Challenging the Power of the One Percent
Lydia Alpízar Durán
When you are faced with the task of moving an object but find it is too heavy to lift, what is your immediate and most natural response? You ask someone to help you lift it. And it makes all the difference.
And so in the face of unprecedented economic, ecological and human rights crises, we should not hunker down in our silos, but rather join together and use our collective power to overcome the challenges.
The recent World Social Forum (WSF) in Tunis, showed that ‘Another World Is Possible’ if we work collectively to address the structural causes of inequality. It is for this reason that the Association for Women’s Rights in Development (AWID) has pledged to work together with ActionAid, Civicus, Greenpeace and Oxfam.

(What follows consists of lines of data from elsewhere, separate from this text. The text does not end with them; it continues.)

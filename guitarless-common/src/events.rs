//! Progress events and the broadcaster that fans them out
//!
//! Any component may publish a human-readable progress line; every
//! subscriber registered at publish time receives it, in publish order.
//! A subscriber retires itself after it has delivered one terminal line
//! (a message starting with "done" or "error", case-insensitive).
//!
//! The broadcaster is not partitioned by job: every subscriber sees every
//! line from every job. This is only coherent while one job runs at a time.

use chrono::{DateTime, Utc};
use serde::{Deserialize, Serialize};
use std::collections::HashMap;
use std::sync::atomic::{AtomicU64, Ordering};
use std::sync::{Arc, Mutex, MutexGuard, Weak};
use tokio::sync::mpsc;
use tracing::{debug, trace};

/// Severity derived from the lexical prefix of a progress line
#[derive(Debug, Clone, Copy, PartialEq, Eq, Serialize, Deserialize)]
pub enum Severity {
    /// Informational stage update
    Info,
    /// Job finished successfully (terminal)
    Done,
    /// Job failed (terminal)
    Error,
}

impl Severity {
    /// Classify a message by its prefix
    pub fn of(message: &str) -> Self {
        let lowered = message.trim_start().to_lowercase();
        if lowered.starts_with("done") {
            Severity::Done
        } else if lowered.starts_with("error") {
            Severity::Error
        } else {
            Severity::Info
        }
    }

    pub fn is_terminal(self) -> bool {
        matches!(self, Severity::Done | Severity::Error)
    }
}

/// One published progress line
#[derive(Debug, Clone, PartialEq, Serialize, Deserialize)]
pub struct ProgressEvent {
    /// Process-wide publish order
    pub sequence: u64,
    /// Human-readable text
    pub message: String,
    /// When the line was published
    pub timestamp: DateTime<Utc>,
}

impl ProgressEvent {
    pub fn severity(&self) -> Severity {
        Severity::of(&self.message)
    }

    pub fn is_terminal(&self) -> bool {
        self.severity().is_terminal()
    }
}

/// Opaque subscriber identifier
pub type SubscriberId = u64;

struct Registry {
    subscribers: Mutex<HashMap<SubscriberId, mpsc::UnboundedSender<ProgressEvent>>>,
    next_id: AtomicU64,
    next_sequence: AtomicU64,
}

impl Registry {
    fn lock(&self) -> MutexGuard<'_, HashMap<SubscriberId, mpsc::UnboundedSender<ProgressEvent>>> {
        // The map is always left consistent, so a poisoned lock is still usable
        self.subscribers
            .lock()
            .unwrap_or_else(|poisoned| poisoned.into_inner())
    }

    fn remove(&self, id: SubscriberId) -> bool {
        self.lock().remove(&id).is_some()
    }
}

/// Publish/subscribe hub for progress lines
///
/// Cheap to clone; all clones share one subscriber registry. Owned by the
/// serving process and handed to whatever needs to publish or subscribe.
///
/// # Examples
///
/// ```
/// use guitarless_common::events::Broadcaster;
///
/// let broadcaster = Broadcaster::new();
/// let mut subscriber = broadcaster.subscribe();
///
/// broadcaster.publish("Downloading...");
/// let event = subscriber.try_recv().expect("event should be queued");
/// assert_eq!(event.message, "Downloading...");
/// ```
#[derive(Clone)]
pub struct Broadcaster {
    registry: Arc<Registry>,
}

impl Default for Broadcaster {
    fn default() -> Self {
        Self::new()
    }
}

impl Broadcaster {
    pub fn new() -> Self {
        Self {
            registry: Arc::new(Registry {
                subscribers: Mutex::new(HashMap::new()),
                next_id: AtomicU64::new(1),
                next_sequence: AtomicU64::new(1),
            }),
        }
    }

    /// Register a new subscriber
    ///
    /// The subscriber receives every line published after this call.
    pub fn subscribe(&self) -> Subscriber {
        let (tx, rx) = mpsc::unbounded_channel();
        let id = self.registry.next_id.fetch_add(1, Ordering::Relaxed);
        self.registry.lock().insert(id, tx);
        debug!(subscriber_id = id, "Progress subscriber registered");

        Subscriber {
            id,
            rx,
            registry: Arc::downgrade(&self.registry),
            retired: false,
        }
    }

    /// Deliver `message` to every registered subscriber
    ///
    /// Never fails. A subscriber whose receiving side is gone is logged and
    /// pruned; delivery to the others continues. Returns the number of
    /// subscribers the line was handed to.
    pub fn publish(&self, message: impl Into<String>) -> usize {
        let message = message.into();
        let mut subscribers = self.registry.lock();

        // Sequence is taken under the lock so all subscribers agree on order
        let event = ProgressEvent {
            sequence: self.registry.next_sequence.fetch_add(1, Ordering::Relaxed),
            message,
            timestamp: Utc::now(),
        };

        let mut delivered = 0;
        let mut dead = Vec::new();
        for (id, tx) in subscribers.iter() {
            match tx.send(event.clone()) {
                Ok(()) => delivered += 1,
                Err(_) => {
                    debug!(subscriber_id = *id, "Progress delivery failed, dropping subscriber");
                    dead.push(*id);
                }
            }
        }
        for id in dead {
            subscribers.remove(&id);
        }

        trace!(
            sequence = event.sequence,
            delivered,
            "Published progress: {}",
            event.message
        );
        delivered
    }

    /// Remove a subscriber from the registry; no-op if already removed
    pub fn unsubscribe(&self, id: SubscriberId) {
        if self.registry.remove(id) {
            debug!(subscriber_id = id, "Progress subscriber unregistered");
        }
    }

    /// Get the current number of registered subscribers
    pub fn subscriber_count(&self) -> usize {
        self.registry.lock().len()
    }
}

/// Receiving side of one progress subscription
///
/// Unregisters itself after delivering a terminal line, or when dropped.
pub struct Subscriber {
    id: SubscriberId,
    rx: mpsc::UnboundedReceiver<ProgressEvent>,
    registry: Weak<Registry>,
    retired: bool,
}

impl Subscriber {
    pub fn id(&self) -> SubscriberId {
        self.id
    }

    /// Whether this subscription has ended
    pub fn is_retired(&self) -> bool {
        self.retired
    }

    /// Wait for the next line
    ///
    /// Returns `None` once the subscription has retired (after a terminal
    /// line) or the broadcaster has been dropped.
    pub async fn recv(&mut self) -> Option<ProgressEvent> {
        if self.retired {
            return None;
        }
        match self.rx.recv().await {
            Some(event) => Some(self.deliver(event)),
            None => {
                self.retire();
                None
            }
        }
    }

    /// Take the next queued line without waiting
    pub fn try_recv(&mut self) -> Option<ProgressEvent> {
        if self.retired {
            return None;
        }
        self.rx.try_recv().ok().map(|event| self.deliver(event))
    }

    fn deliver(&mut self, event: ProgressEvent) -> ProgressEvent {
        if event.is_terminal() {
            self.retire();
        }
        event
    }

    fn retire(&mut self) {
        if self.retired {
            return;
        }
        self.retired = true;
        self.rx.close();
        if let Some(registry) = self.registry.upgrade() {
            if registry.remove(self.id) {
                debug!(subscriber_id = self.id, "Progress subscriber retired");
            }
        }
    }
}

impl Drop for Subscriber {
    fn drop(&mut self) {
        self.retire();
    }
}

#[cfg(test)]
mod tests {
    use super::*;

    #[test]
    fn test_severity_prefixes() {
        assert_eq!(Severity::of("Done"), Severity::Done);
        assert_eq!(Severity::of("done: 2 files"), Severity::Done);
        assert_eq!(Severity::of("DONE"), Severity::Done);
        assert_eq!(Severity::of("Error: boom"), Severity::Error);
        assert_eq!(Severity::of("error"), Severity::Error);
        assert_eq!(Severity::of("Downloading..."), Severity::Info);
        assert_eq!(Severity::of("Isolating..."), Severity::Info);
        assert_eq!(Severity::of(""), Severity::Info);
        assert!(!Severity::Info.is_terminal());
        assert!(Severity::Done.is_terminal());
        assert!(Severity::Error.is_terminal());
    }

    #[test]
    fn test_subscribe_registers() {
        let broadcaster = Broadcaster::new();
        assert_eq!(broadcaster.subscriber_count(), 0);

        let _a = broadcaster.subscribe();
        let _b = broadcaster.subscribe();
        assert_eq!(broadcaster.subscriber_count(), 2);
    }

    #[test]
    fn test_only_messages_after_subscribe_are_received() {
        let broadcaster = Broadcaster::new();
        broadcaster.publish("before");

        let mut subscriber = broadcaster.subscribe();
        broadcaster.publish("first");
        broadcaster.publish("second");

        assert_eq!(subscriber.try_recv().map(|e| e.message), Some("first".to_string()));
        assert_eq!(subscriber.try_recv().map(|e| e.message), Some("second".to_string()));
        assert!(subscriber.try_recv().is_none());
    }

    #[test]
    fn test_sequence_is_increasing() {
        let broadcaster = Broadcaster::new();
        let mut subscriber = broadcaster.subscribe();
        for i in 0..5 {
            broadcaster.publish(format!("step {}", i));
        }

        let mut last = 0;
        while let Some(event) = subscriber.try_recv() {
            assert!(event.sequence > last);
            last = event.sequence;
        }
        assert_eq!(last, 5);
    }

    #[test]
    fn test_terminal_message_retires_subscriber() {
        let broadcaster = Broadcaster::new();
        let mut subscriber = broadcaster.subscribe();

        broadcaster.publish("Isolating...");
        broadcaster.publish("Done");

        assert_eq!(subscriber.try_recv().unwrap().message, "Isolating...");
        let terminal = subscriber.try_recv().unwrap();
        assert_eq!(terminal.severity(), Severity::Done);
        assert!(subscriber.is_retired());
        assert_eq!(broadcaster.subscriber_count(), 0);

        // A later publish never reaches the retired subscriber
        assert_eq!(broadcaster.publish("Error: late"), 0);
        assert!(subscriber.try_recv().is_none());
    }

    #[test]
    fn test_unsubscribe_is_idempotent() {
        let broadcaster = Broadcaster::new();
        let subscriber = broadcaster.subscribe();
        let id = subscriber.id();

        broadcaster.unsubscribe(id);
        broadcaster.unsubscribe(id);
        assert_eq!(broadcaster.subscriber_count(), 0);

        drop(subscriber);
        assert_eq!(broadcaster.subscriber_count(), 0);
    }

    #[test]
    fn test_drop_unregisters() {
        let broadcaster = Broadcaster::new();
        let subscriber = broadcaster.subscribe();
        assert_eq!(broadcaster.subscriber_count(), 1);
        drop(subscriber);
        assert_eq!(broadcaster.subscriber_count(), 0);
    }

    #[test]
    fn test_publish_without_subscribers_is_harmless() {
        let broadcaster = Broadcaster::new();
        assert_eq!(broadcaster.publish("Downloading..."), 0);
    }

    #[tokio::test]
    async fn test_recv_returns_none_after_terminal() {
        let broadcaster = Broadcaster::new();
        let mut subscriber = broadcaster.subscribe();

        broadcaster.publish("Error: fetch failed");
        broadcaster.publish("Downloading...");

        let event = subscriber.recv().await.expect("terminal event");
        assert_eq!(event.severity(), Severity::Error);
        assert!(subscriber.recv().await.is_none());
    }

    #[tokio::test]
    async fn test_recv_ends_when_broadcaster_dropped() {
        let broadcaster = Broadcaster::new();
        let mut subscriber = broadcaster.subscribe();
        drop(broadcaster);

        assert!(subscriber.recv().await.is_none());
        assert!(subscriber.is_retired());
    }
}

The gathering of approximately 70,000 activists in Tunis, the various workshops held on alternate economic models – including an AWID-led session on ‘Feminist Imaginations for a Just Economy’ – the protests against shrinking spaces for dissent and the calls for social justice are critical in a world where the economic, ecological and human rights crises are interconnected and getting worse.
This is the power of the World Social Forum (WSF). This 13th edition, held for the second time in Tunisia’s capital, Tunis, is a reminder, and a call to action that it is people power that will change the world.
Changing the world, especially where women’s rights and gender justice is concerned, means recognising and bringing visibility to the interrelatedness of issues.
While in the past 20 years there have been notable achievements for women’s rights and gender justice, there is still so much more to be done.
At the centre of the current global crisis is massive economic inequality that has become the global status quo. Some 1.2 billion impoverished people account for only one percent of world consumption while the million richest consume 72 percent.
The levels of consumption in the global North cannot be sustained on this planet by its peoples or the Earth itself. They are disappearing whole ecosystems and displacing people and communities.
The challenges are not only increasing, but also deepening. Many women and girls, trans and intersex people continue to experience multiple and intersecting forms of discrimination and vulnerability throughout their lives.
These include the disproportionate impact of poverty, religious fundamentalisms and violence on women, growing criminal networks and the increasing power of transnational corporations over lands and territories, deepening conflicts and militarisation, widespread gender-based violence, and environmental destruction.
Women have been caretakers of the environment and food producers for centuries, and are now at the forefront of its defense against habitat destruction and resource extraction by corporations.
Violence against women who defend the earth occurs with impunity, at precisely the moment when ‘women and girls’ are also receiving the attention of various corporate philanthropic actors as drivers for development.
Government and institutional commitments to address inequalities for the most part have been weak. And while people’s mobilisation and active citizenship are crucial, in all regions of the world the more people mobilise to defend their rights, the more the civic and political space is being closed off by decision-making elites.
This year’s Political Declaration from the United Nations’ 59th Session of the Commission on the Status of Women(CSW59) is just the latest example.
Twenty years after the Beijing Declaration – the most progressive ‘blueprint’ for women’s rights of its time and the result of 30,000 activists from around the globe putting pressure on 189 participating government representatives – women’s rights and feminist groups were shut out of the CSW ‘negotiations’ with the result that the Declaration is weak and does not go far enough towards the kind of transformative change necessary to truly achieve the promises made in Beijing.
The forces of justice, freedom and equity are being relentlessly pushed back. There is an urgent need to strengthen our collective voices and power, to further expand our shared analyses and build interconnected agendas for action.
The WSF contributes to doing just that. At this year’s WSF, there was a diversity of feminist activists in attendance and the systemic causes of global inequalities were addressed in intersectional ways linking new relationships to land, and land use to patriarchy, food sovereignty, decolonisation and corporate power.
These connections make the struggle seem huge but also make possible solidarity between movements.
As a global network of feminist and women’s rights activists, organisations and movements, AWID has been working for over 30 years to transform dominant structures of power and decision-making and advance human rights, gender justice and environmental sustainability. In all that we do, collaboration is at the core.
I strongly believe that we cannot achieve meaningful transformation unless we join together in all of our diversity. So for AWID, joining with the struggles for environmental sustainability, just economies and human rights, is another step in a long trajectory of working with and for other movements.
Together we can take bolder steps, push each other further, and draw upon our combined knowledge and collective power to amplify our voices. Working together is the only way to reverse inequality, and to achieve a just and sustainable world.